Antes da aprovação e sanção da reforma trabalhista, o MPT alertou o Congresso Nacional e o governo federal que ela violava a Constituição Federal e normas internacionais ratificadas pelo Brasil. A instituição também teve atuação constante no cenário internacional para alertar sobre pontos da nova legislação trabalhista que ferem as convenções internacionais.
Em abril do ano passado, Fleury e Gurjão levaram informações ao diretor-geral da OIT, Guy Rider, em Genebra. O MPT expressou preocupação especial à prerrogativa da nova lei que dá prevalência a acordos coletivos sobre o que está previsto na legislação, mesmo em caso de redução dos direitos dos trabalhadores.
O procurador-geral apresentou consulta técnica sobre esse tema à diretora do Departamento de Normas da OIT, Corinne Vargha. Em resposta, o departamento confirmou o entendimento de que a ampla flexibilização dos direitos dos trabalhadores por meio de negociação coletiva, como está no texto da reforma trabalhista, viola a Convenção nº 98.
Centrais pedem revogação da reforma
Também fizeram parte da Conferência representantes das centrais sindicais brasileiras: Central Única dos Trabalhadores (CUT), Central dos Sindicatos Brasileiros (CSB), Central dos Trabalhadores e Trabalhadoras do Brasil (CTB), Força Sindical (FS), Nova Central Sindical de Trabalhadores (NCST), União Geral dos Trabalhadores (UGT).
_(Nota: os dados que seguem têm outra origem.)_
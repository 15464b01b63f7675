use thiserror::Error;

use crate::{storage::TensorStorage, view::TensorView};

/// Error type for tensor construction and access.
///
/// Every variant describes a caller contract violation; none of them is recoverable
/// by retrying the same call.
#[derive(Error, Debug, PartialEq)]
pub enum TensorError {
    /// Tensor shape does not match the provided data.
    ///
    /// The product of the shape dimensions must equal the number of elements.
    #[error("Shape mismatch: expected {expected} elements for shape, but got {actual} elements in data")]
    InvalidShape {
        /// Expected number of elements based on shape
        expected: usize,
        /// Actual number of elements in the data
        actual: usize,
    },

    /// Index exceeds tensor bounds.
    #[error("Index {index} out of bounds for dimension of size {size}")]
    IndexOutOfBounds {
        /// The invalid index that was attempted
        index: usize,
        /// The size of the dimension being indexed
        size: usize,
    },

    /// Row-based input is not rectangular.
    ///
    /// Raised by [`Tensor::from_rows`] when a row length differs from the first row.
    #[error("Ragged rows: row {row} has {actual} elements, expected {expected}")]
    RaggedRows {
        /// Index of the first offending row
        row: usize,
        /// Length of the first row
        expected: usize,
        /// Length of the offending row
        actual: usize,
    },
}

impl TensorError {
    /// Creates an InvalidShape error with clear context.
    pub fn invalid_shape(expected: usize, actual: usize) -> Self {
        Self::InvalidShape { expected, actual }
    }

    /// Creates an IndexOutOfBounds error with clear context.
    pub fn index_out_of_bounds(index: usize, size: usize) -> Self {
        Self::IndexOutOfBounds { index, size }
    }

    /// Creates a RaggedRows error with clear context.
    pub fn ragged_rows(row: usize, expected: usize, actual: usize) -> Self {
        Self::RaggedRows {
            row,
            expected,
            actual,
        }
    }
}

/// Computes the strides for a row-major (C-contiguous) tensor layout.
///
/// For row-major layout, the rightmost dimension has stride 1, and each dimension's
/// stride is the product of all dimensions to its right.
///
/// # Examples
///
/// ```rust
/// use dtl_tensor::get_strides_from_shape;
///
/// let strides = get_strides_from_shape([2, 3]);
/// assert_eq!(strides, [3, 1]);
///
/// let strides = get_strides_from_shape([2, 3, 4]);
/// assert_eq!(strides, [12, 4, 1]);
/// ```
pub fn get_strides_from_shape<const N: usize>(shape: [usize; N]) -> [usize; N] {
    let mut strides: [usize; N] = [0; N];
    let mut stride = 1;
    for i in (0..shape.len()).rev() {
        strides[i] = stride;
        stride *= shape[i];
    }
    strides
}

/// A multi-dimensional array (tensor) with owned data.
///
/// `Tensor` combines an owned element buffer, the shape, and the memory layout
/// (strides) into a single structure whose dimensionality `N` is checked at compile
/// time. The element type `T` is carried through every operation, so integer input
/// yields integer output and float input yields float output.
///
/// Tensors built by the constructors in this crate always use row-major layout.
///
/// # Examples
///
/// ```rust
/// use dtl_tensor::Tensor2;
///
/// let t = Tensor2::<u8>::from_shape_vec([2, 2], vec![1, 2, 3, 4]).unwrap();
/// assert_eq!(t.shape, [2, 2]);
/// assert_eq!(t.strides, [2, 1]);
/// ```
#[derive(Clone, Debug, PartialEq)]
pub struct Tensor<T, const N: usize> {
    /// The storage of the tensor.
    pub storage: TensorStorage<T>,
    /// The shape of the tensor.
    pub shape: [usize; N],
    /// The strides of the tensor data in memory.
    pub strides: [usize; N],
}

impl<T, const N: usize> Tensor<T, N> {
    /// Get the data of the tensor as a slice.
    #[inline]
    pub fn as_slice(&self) -> &[T] {
        self.storage.as_slice()
    }

    /// Creates a new `Tensor` with the given shape and data.
    ///
    /// # Arguments
    ///
    /// * `shape` - An array containing the shape of the tensor.
    /// * `data` - A vector containing the data of the tensor.
    ///
    /// # Errors
    ///
    /// If the number of elements in the data does not match the shape of the tensor, an error is returned.
    ///
    /// # Example
    ///
    /// ```
    /// use dtl_tensor::Tensor2;
    ///
    /// let t = Tensor2::<u8>::from_shape_vec([2, 2], vec![1, 2, 3, 4]).unwrap();
    /// assert_eq!(t.shape, [2, 2]);
    ///
    /// assert!(Tensor2::<u8>::from_shape_vec([2, 3], vec![1, 2, 3, 4]).is_err());
    /// ```
    pub fn from_shape_vec(shape: [usize; N], data: Vec<T>) -> Result<Self, TensorError> {
        let numel = shape.iter().product::<usize>();
        if numel != data.len() {
            return Err(TensorError::invalid_shape(numel, data.len()));
        }
        Ok(Self {
            storage: TensorStorage::from_vec(data),
            shape,
            strides: get_strides_from_shape(shape),
        })
    }

    /// Creates a new `Tensor` with the given shape filled with `value`.
    ///
    /// # Example
    ///
    /// ```
    /// use dtl_tensor::{Tensor1, Tensor2};
    ///
    /// let t = Tensor1::<u8>::from_shape_val([4], 0);
    /// assert_eq!(t.as_slice(), &[0, 0, 0, 0]);
    ///
    /// let t = Tensor2::<u8>::from_shape_val([2, 2], 1);
    /// assert_eq!(t.as_slice(), &[1, 1, 1, 1]);
    /// ```
    pub fn from_shape_val(shape: [usize; N], value: T) -> Self
    where
        T: Clone,
    {
        let numel = shape.iter().product::<usize>();
        Self {
            storage: TensorStorage::from_vec(vec![value; numel]),
            shape,
            strides: get_strides_from_shape(shape),
        }
    }

    /// Create a new `Tensor` with the given shape and a function to generate the data.
    ///
    /// The function `f` is called with the index of each element, in row-major order.
    ///
    /// # Example
    ///
    /// ```
    /// use dtl_tensor::Tensor2;
    ///
    /// let t = Tensor2::<u8>::from_shape_fn([2, 2], |[i, j]| (i * 2 + j) as u8);
    /// assert_eq!(t.as_slice(), &[0, 1, 2, 3]);
    /// ```
    pub fn from_shape_fn<F>(shape: [usize; N], f: F) -> Self
    where
        F: Fn([usize; N]) -> T,
    {
        let numel = shape.iter().product::<usize>();
        let data: Vec<T> = (0..numel)
            .map(|i| {
                let mut index = [0; N];
                let mut j = i;
                for k in (0..N).rev() {
                    index[k] = j % shape[k];
                    j /= shape[k];
                }
                f(index)
            })
            .collect();
        Self {
            storage: TensorStorage::from_vec(data),
            shape,
            strides: get_strides_from_shape(shape),
        }
    }

    /// Returns the number of elements in the tensor.
    #[inline]
    pub fn numel(&self) -> usize {
        self.storage.len()
    }

    /// Returns true if the tensor holds no elements.
    ///
    /// A tensor is empty as soon as one of its dimensions is zero.
    #[inline]
    pub fn is_empty(&self) -> bool {
        self.storage.is_empty()
    }

    /// Get the offset of the element at the given index.
    ///
    /// Returns `None` if any component of the index is out of bounds.
    pub fn get_iter_offset(&self, index: [usize; N]) -> Option<usize> {
        let mut offset = 0;
        for ((&idx, dim_size), stride) in index.iter().zip(self.shape).zip(self.strides) {
            if idx >= dim_size {
                return None;
            }
            offset += idx * stride;
        }
        Some(offset)
    }

    /// Get the element at the given index, checking if the index is out of bounds.
    ///
    /// # Example
    ///
    /// ```
    /// use dtl_tensor::Tensor2;
    ///
    /// let t = Tensor2::<u8>::from_shape_vec([2, 2], vec![1, 2, 3, 4]).unwrap();
    ///
    /// assert_eq!(t.get([0, 1]), Some(&2));
    /// assert_eq!(t.get([1, 0]), Some(&3));
    /// assert!(t.get([2, 0]).is_none());
    /// ```
    pub fn get(&self, index: [usize; N]) -> Option<&T> {
        self.get_iter_offset(index)
            .and_then(|i| self.storage.as_slice().get(i))
    }

    /// Permutes (reorders) the dimensions of the tensor.
    ///
    /// This is a zero-copy operation that returns a view with reordered dimensions.
    /// `axes[i]` indicates which source dimension becomes the i-th dimension in the output.
    ///
    /// # Panics
    ///
    /// Panics if an entry of `axes` is not smaller than `N`.
    pub fn permute_axes(&self, axes: [usize; N]) -> TensorView<'_, T, N> {
        let mut new_shape = [0; N];
        let mut new_strides = [0; N];
        for (i, &axis) in axes.iter().enumerate() {
            new_shape[i] = self.shape[axis];
            new_strides[i] = self.strides[axis];
        }

        TensorView {
            storage: &self.storage,
            shape: new_shape,
            strides: new_strides,
        }
    }

    /// Checks if the tensor has a standard contiguous (row-major) memory layout.
    pub fn is_standard_layout(&self) -> bool {
        let mut expected_stride: usize = 1;
        for (&dim, &stride) in self.shape.iter().rev().zip(self.strides.iter().rev()) {
            if stride != expected_stride {
                return false;
            }
            expected_stride = expected_stride.saturating_mul(dim);
        }
        true
    }
}

impl<T> Tensor<T, 2> {
    /// Creates a matrix from a sequence of rows.
    ///
    /// All rows must have the length of the first row. The check runs over every row
    /// before any element is copied. An empty sequence yields a `[0, 0]` matrix.
    ///
    /// # Errors
    ///
    /// Returns [`TensorError::RaggedRows`] for the first row whose length differs.
    ///
    /// # Example
    ///
    /// ```
    /// use dtl_tensor::{Tensor2, TensorError};
    ///
    /// let t = Tensor2::<i32>::from_rows(&[vec![1, 2], vec![3, 4], vec![5, 6]]).unwrap();
    /// assert_eq!(t.shape, [3, 2]);
    ///
    /// let err = Tensor2::<i32>::from_rows(&[vec![1, 2], vec![3]]).unwrap_err();
    /// assert_eq!(err, TensorError::ragged_rows(1, 2, 1));
    /// ```
    pub fn from_rows<R>(rows: &[R]) -> Result<Self, TensorError>
    where
        R: AsRef<[T]>,
        T: Clone,
    {
        let num_cols = rows.first().map_or(0, |r| r.as_ref().len());
        if let Some((i, row)) = rows
            .iter()
            .enumerate()
            .find(|(_, r)| r.as_ref().len() != num_cols)
        {
            return Err(TensorError::ragged_rows(i, num_cols, row.as_ref().len()));
        }

        let mut data = Vec::with_capacity(rows.len() * num_cols);
        rows.iter()
            .for_each(|row| data.extend_from_slice(row.as_ref()));

        Self::from_shape_vec([rows.len(), num_cols], data)
    }

    /// Returns the number of rows of the matrix.
    #[inline]
    pub fn rows(&self) -> usize {
        self.shape[0]
    }

    /// Returns the number of columns of the matrix.
    #[inline]
    pub fn cols(&self) -> usize {
        self.shape[1]
    }

    /// Returns the `i`-th row as a contiguous slice.
    ///
    /// The tensor is expected to be in standard layout.
    ///
    /// # Errors
    ///
    /// Returns [`TensorError::IndexOutOfBounds`] if `i >= rows`.
    pub fn row(&self, i: usize) -> Result<&[T], TensorError> {
        if i >= self.rows() {
            return Err(TensorError::index_out_of_bounds(i, self.rows()));
        }
        let start = i * self.strides[0];
        Ok(&self.as_slice()[start..start + self.cols()])
    }

    /// Copies the matrix into a vector of rows.
    pub fn to_rows(&self) -> Vec<Vec<T>>
    where
        T: Clone,
    {
        (0..self.rows())
            .filter_map(|i| self.row(i).ok())
            .map(<[T]>::to_vec)
            .collect()
    }
}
Logo após o anúncio as centrais emitiram nota conjunta em que afirmam que “a inclusão do Brasil na lista se deu em decorrência da aprovação da Reforma Trabalhista (Lei 13.467/17) que retirou dezenas de direitos das trabalhadoras e trabalhadores brasileiros, violando normas fundamentais da OIT, especialmente a Convenção 98, ratificada pelo Brasil, que trata do Direito de Sindicalização e de Negociação Coletiva. A OIT avalia que a possibilidade do negociado prevalecer sobre o legislado para retirar ou reduzir direitos e de ocorrer negociação direta entre trabalhador e empregador, sem a presença do Sindicato, são dispositivos que contrariam a referida convenção”.
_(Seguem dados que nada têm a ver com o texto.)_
#![deny(missing_docs)]
#![doc = env!("CARGO_PKG_DESCRIPTION")]

/// Error types for the shape-transforming operations.
///
/// Defines [`OpsError`] for invalid parameters, layouts and malformed inputs.
pub mod error;

/// Output-shape rules shared by windowing and correlation.
pub mod shape;

/// Strided sliding-window extraction over 1-D sequences.
pub mod window;

/// Valid-mode 2-D cross-correlation.
pub mod correlation;

/// Matrix transposition.
pub mod transpose;

/// Execution strategies for operations with independent output cells.
pub mod parallel;

pub use correlation::{correlate2d, correlate2d_rows, correlate2d_with, CorrelationElement};
pub use error::OpsError;
pub use parallel::ExecutionStrategy;
pub use transpose::{transpose2d, transpose2d_rows};
pub use window::{window1d, window1d_tensor, windows_iter, WindowSpec, Windows};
Para as centrais, a decisão da confirma as denúncias contra as práticas anti-sindicais do governo que se tornaram ainda mais graves com a tramitação do projeto da reforma no Congresso Nacional, aprovada sem diálogo com as representações de trabalhadores e trabalhadoras, neste caso, violando também a Convenção 144 da OIT. A nota diz ainda “diante da decisão da OIT, os trabalhadores e trabalhadoras brasileiros esperam agora que o governo reconheça a gravidade do erro cometido e faça a revogação imediata da reforma trabalhista”.
Judiciário trabalhista
Para o desembargador do trabalho Luiz Alberto de Vargas, do TRT da 4ª Região, a posição do Comitê de Peritos reitera o que o representante do OIT manifestou nas poucas audiências públicas realizadas no Senado: “há aspectos muito preocupantes na reforma trabalhista, que precarizam o trabalho em sentido oposto ao que preconiza a OIT, ou seja, o compromisso dos países com o trabalho decente, aquele que assegura aos trabalhadores um emprego que respeita um padrão mínimo de direitos como previstos nas convenções internacionais ratificadas pela maioria dos países, inclusive o Brasil”.
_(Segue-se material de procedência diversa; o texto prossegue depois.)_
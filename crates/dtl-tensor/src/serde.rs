use crate::{get_strides_from_shape, storage::TensorStorage, Tensor};

use serde::ser::SerializeStruct;
use serde::Deserialize;

impl<T, const N: usize> serde::Serialize for Tensor<T, N>
where
    T: serde::Serialize,
{
    fn serialize<S>(&self, serializer: S) -> Result<S::Ok, S::Error>
    where
        S: serde::Serializer,
    {
        let mut state = serializer.serialize_struct("Tensor", 3)?;
        state.serialize_field("data", self.as_slice())?;
        state.serialize_field("shape", &self.shape.to_vec())?;
        state.serialize_field("strides", &self.strides.to_vec())?;
        state.end()
    }
}

impl<'de, T, const N: usize> serde::Deserialize<'de> for Tensor<T, N>
where
    T: serde::Deserialize<'de>,
{
    fn deserialize<D>(deserializer: D) -> Result<Self, D::Error>
    where
        D: serde::Deserializer<'de>,
    {
        #[derive(Deserialize)]
        struct TensorData<T> {
            data: Vec<T>,
            shape: Vec<usize>,
            strides: Vec<usize>,
        }

        let TensorData {
            data,
            shape,
            strides,
        } = TensorData::deserialize(deserializer)?;

        let shape_array: [usize; N] = shape
            .try_into()
            .map_err(|_| serde::de::Error::custom("Invalid shape"))?;

        let strides_array: [usize; N] = strides
            .try_into()
            .map_err(|_| serde::de::Error::custom("Invalid strides"))?;

        let numel = shape_array.iter().product::<usize>();
        if numel != data.len() {
            return Err(serde::de::Error::custom(format!(
                "expected {numel} elements for shape {shape_array:?}, got {}",
                data.len()
            )));
        }

        let expected_strides = get_strides_from_shape(shape_array);
        if strides_array != expected_strides {
            return Err(serde::de::Error::custom(format!(
                "expected row-major strides {expected_strides:?} for shape {shape_array:?}, got {strides_array:?}"
            )));
        }

        Ok(Tensor {
            storage: TensorStorage::from_vec(data),
            shape: shape_array,
            strides: strides_array,
        })
    }
}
Ele destaca a prevalência do negociado sobre o legislado, a terceirização da atividade-fim, a pretensão de descaracterizar típicos trabalhos subordinados como se fossem autônomos, a negação de acesso à um processo justo, a negação da autonomia coletiva e o enfraquecimento dos sindicatos, como aspectos da reforma que configuram violações dos tratados. “Tudo isso contraria normas internacionais que foram internalizadas pelo Brasil ao ratificar as convenções da OIT e, de acordo com a Constituição (artigo 5, parágrafo 3) entram no ordenamento jurídico nacional como normas supralegal. Ou seja, caso a lei contrarie a lei, à Constituição determina que se aplique a norma internacional – e não a lei. É o que se denomina controle de convencionalidade. Isso apenas demonstra como foi apressada a aprovação da reforma pelo Congresso Nacional. E como está sendo difícil ao Judiciário do Trabalho aplicar uma lei tão malfeita”, avalia.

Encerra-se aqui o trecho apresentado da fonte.